===== Working data

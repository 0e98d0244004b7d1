//! Prometheus metrics for the social API
//!
//! Registered on the default registry so that the pool gauges published by
//! `db-pool` are exported from the same `/metrics` endpoint.

use lazy_static::lazy_static;
use prometheus::{register_int_counter_vec, Encoder, IntCounterVec, TextEncoder};

lazy_static! {
    /// Requests rejected by the visibility guard (labels: actor)
    /// actor: anonymous, authenticated
    pub static ref VISIBILITY_DENIED_TOTAL: IntCounterVec = register_int_counter_vec!(
        "social_api_visibility_denied_total",
        "Requests denied because the author is private and not followed",
        &["actor"]
    )
    .expect("Prometheus metrics registration should succeed at startup");
}

pub fn record_visibility_denied(anonymous: bool) {
    let actor = if anonymous { "anonymous" } else { "authenticated" };
    VISIBILITY_DENIED_TOTAL.with_label_values(&[actor]).inc();
}

/// Gather all metrics in Prometheus text format
pub fn render() -> Result<String, prometheus::Error> {
    let encoder = TextEncoder::new();
    let metric_families = prometheus::gather();
    let mut buffer = Vec::new();
    encoder.encode(&metric_families, &mut buffer)?;
    String::from_utf8(buffer).map_err(|e| prometheus::Error::Msg(e.to_string()))
}

#[cfg(test)]
mod tests {
    use super::*;

    #[test]
    fn test_denials_are_exported() {
        record_visibility_denied(true);
        record_visibility_denied(false);

        let text = render().unwrap();
        assert!(text.contains("social_api_visibility_denied_total"));
        assert!(text.contains("actor=\"anonymous\""));
    }
}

==========

What you will do. Reproduce the full set of records precisely.

Response area.
repository 0e98d0244004b7d1
//! Prometheus metrics for the social API
//!
//! Registered on the default registry so that the pool gauges published by
//! `db-pool` are exported from the same `/metrics` endpoint.

use lazy_static::lazy_static;
use prometheus::{register_int_counter_vec, Encoder, IntCounterVec, TextEncoder};

lazy_static! {
    /// Requests rejected by the visibility guard (labels: actor)
    /// actor: anonymous, authenticated
    pub static ref VISIBILITY_DENIED_TOTAL: IntCounterVec = register_int_counter_vec!(
        "social_api_visibility_denied_total",
        "Requests denied because the author is private and not followed",
        &["actor"]
    )
    .expect("Prometheus metrics registration should succeed at startup");
}

pub fn record_visibility_denied(anonymous: bool) {
    let actor = if anonymous { "anonymous" } else { "authenticated" };
    VISIBILITY_DENIED_TOTAL.with_label_values(&[actor]).inc();
}

/// Gather all metrics in Prometheus text format
pub fn render() -> Result<String, prometheus::Error> {
    let encoder = TextEncoder::new();
    let metric_families = prometheus::gather();
    let mut buffer = Vec::new();
    encoder.encode(&metric_families, &mut buffer)?;
    String::from_utf8(buffer).map_err(|e| prometheus::Error::Msg(e.to_string()))
}

#[cfg(test)]
mod tests {
    use super::*;

    #[test]
    fn test_denials_are_exported() {
        record_visibility_denied(true);
        record_visibility_denied(false);

        let text = render().unwrap();
        assert!(text.contains("social_api_visibility_denied_total"));
        assert!(text.contains("actor=\"anonymous\""));
    }
}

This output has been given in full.